Top of DATA RECORDS

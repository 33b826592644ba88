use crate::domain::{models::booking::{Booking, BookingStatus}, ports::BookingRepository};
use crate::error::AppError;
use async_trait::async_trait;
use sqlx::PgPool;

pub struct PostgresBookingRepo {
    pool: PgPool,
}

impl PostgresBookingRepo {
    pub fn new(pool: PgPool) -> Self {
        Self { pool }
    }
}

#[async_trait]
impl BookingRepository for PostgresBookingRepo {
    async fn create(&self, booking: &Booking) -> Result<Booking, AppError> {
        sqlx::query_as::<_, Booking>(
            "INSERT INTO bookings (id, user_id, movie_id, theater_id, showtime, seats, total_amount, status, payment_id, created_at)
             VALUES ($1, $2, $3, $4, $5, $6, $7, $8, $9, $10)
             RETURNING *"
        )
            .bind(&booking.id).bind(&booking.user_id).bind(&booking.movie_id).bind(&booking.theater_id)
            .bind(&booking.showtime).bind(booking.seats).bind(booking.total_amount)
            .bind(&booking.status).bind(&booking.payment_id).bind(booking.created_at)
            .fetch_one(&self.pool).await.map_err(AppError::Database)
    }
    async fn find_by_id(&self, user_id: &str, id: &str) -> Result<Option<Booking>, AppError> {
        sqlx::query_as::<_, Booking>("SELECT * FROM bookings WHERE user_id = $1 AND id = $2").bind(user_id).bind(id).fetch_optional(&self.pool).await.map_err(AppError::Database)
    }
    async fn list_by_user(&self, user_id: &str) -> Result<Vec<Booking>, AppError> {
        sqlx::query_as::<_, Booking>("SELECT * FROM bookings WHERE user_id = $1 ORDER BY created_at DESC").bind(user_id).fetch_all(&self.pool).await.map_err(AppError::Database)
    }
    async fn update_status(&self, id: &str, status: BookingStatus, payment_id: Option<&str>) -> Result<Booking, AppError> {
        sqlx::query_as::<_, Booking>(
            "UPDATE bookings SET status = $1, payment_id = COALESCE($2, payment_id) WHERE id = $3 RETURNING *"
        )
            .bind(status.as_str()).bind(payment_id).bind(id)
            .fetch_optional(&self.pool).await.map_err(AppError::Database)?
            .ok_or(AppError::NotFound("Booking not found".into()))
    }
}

Bottom of DATA RECORDS
Top of DATA RECORDS

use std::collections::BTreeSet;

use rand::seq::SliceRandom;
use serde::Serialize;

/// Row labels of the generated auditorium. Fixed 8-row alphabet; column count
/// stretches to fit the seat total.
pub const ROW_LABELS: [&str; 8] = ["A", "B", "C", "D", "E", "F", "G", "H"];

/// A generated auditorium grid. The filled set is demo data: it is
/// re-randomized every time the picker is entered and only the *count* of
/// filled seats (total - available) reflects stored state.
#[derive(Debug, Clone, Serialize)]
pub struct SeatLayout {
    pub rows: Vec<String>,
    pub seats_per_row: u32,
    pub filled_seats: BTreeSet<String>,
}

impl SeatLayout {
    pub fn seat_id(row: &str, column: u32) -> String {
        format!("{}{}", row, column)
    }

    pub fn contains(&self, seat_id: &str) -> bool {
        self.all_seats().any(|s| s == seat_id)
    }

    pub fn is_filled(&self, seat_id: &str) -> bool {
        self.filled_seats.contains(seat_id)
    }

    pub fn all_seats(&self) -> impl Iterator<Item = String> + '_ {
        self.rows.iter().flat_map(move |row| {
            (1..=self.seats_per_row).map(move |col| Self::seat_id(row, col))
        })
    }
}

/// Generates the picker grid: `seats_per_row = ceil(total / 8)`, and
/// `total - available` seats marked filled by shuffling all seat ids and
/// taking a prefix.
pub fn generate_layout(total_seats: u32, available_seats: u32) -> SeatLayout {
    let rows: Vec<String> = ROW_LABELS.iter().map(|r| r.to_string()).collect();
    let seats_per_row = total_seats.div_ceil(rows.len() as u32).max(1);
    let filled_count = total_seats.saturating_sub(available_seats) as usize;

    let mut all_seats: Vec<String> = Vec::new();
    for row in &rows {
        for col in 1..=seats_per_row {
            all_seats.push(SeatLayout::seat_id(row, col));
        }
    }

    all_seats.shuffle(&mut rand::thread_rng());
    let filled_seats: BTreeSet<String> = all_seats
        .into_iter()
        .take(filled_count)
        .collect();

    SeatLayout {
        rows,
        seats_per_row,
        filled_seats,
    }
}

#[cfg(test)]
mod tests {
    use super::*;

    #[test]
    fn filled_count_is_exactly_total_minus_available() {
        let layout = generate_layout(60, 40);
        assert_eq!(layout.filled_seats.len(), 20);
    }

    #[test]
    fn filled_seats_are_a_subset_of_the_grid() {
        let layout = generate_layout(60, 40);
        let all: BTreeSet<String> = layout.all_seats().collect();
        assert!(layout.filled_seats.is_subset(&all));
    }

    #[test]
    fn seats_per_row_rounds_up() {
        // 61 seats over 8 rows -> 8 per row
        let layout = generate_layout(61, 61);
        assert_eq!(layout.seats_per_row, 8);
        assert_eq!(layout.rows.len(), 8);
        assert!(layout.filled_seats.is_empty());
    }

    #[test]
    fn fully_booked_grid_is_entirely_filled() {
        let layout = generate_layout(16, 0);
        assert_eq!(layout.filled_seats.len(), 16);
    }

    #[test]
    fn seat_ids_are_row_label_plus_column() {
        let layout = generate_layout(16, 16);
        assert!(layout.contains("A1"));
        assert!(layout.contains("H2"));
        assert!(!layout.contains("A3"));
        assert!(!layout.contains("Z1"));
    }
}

Bottom of DATA RECORDS

**TASK DIRECTIONS:**
Your answer should consist of the lines from the material that contain "contains".

**REPLY:**
    pub fn contains(&self, seat_id: &str) -> bool {
        self.filled_seats.contains(seat_id)
        assert!(layout.contains("A1"));
        assert!(layout.contains("H2"));
        assert!(!layout.contains("A3"));
        assert!(!layout.contains("Z1"));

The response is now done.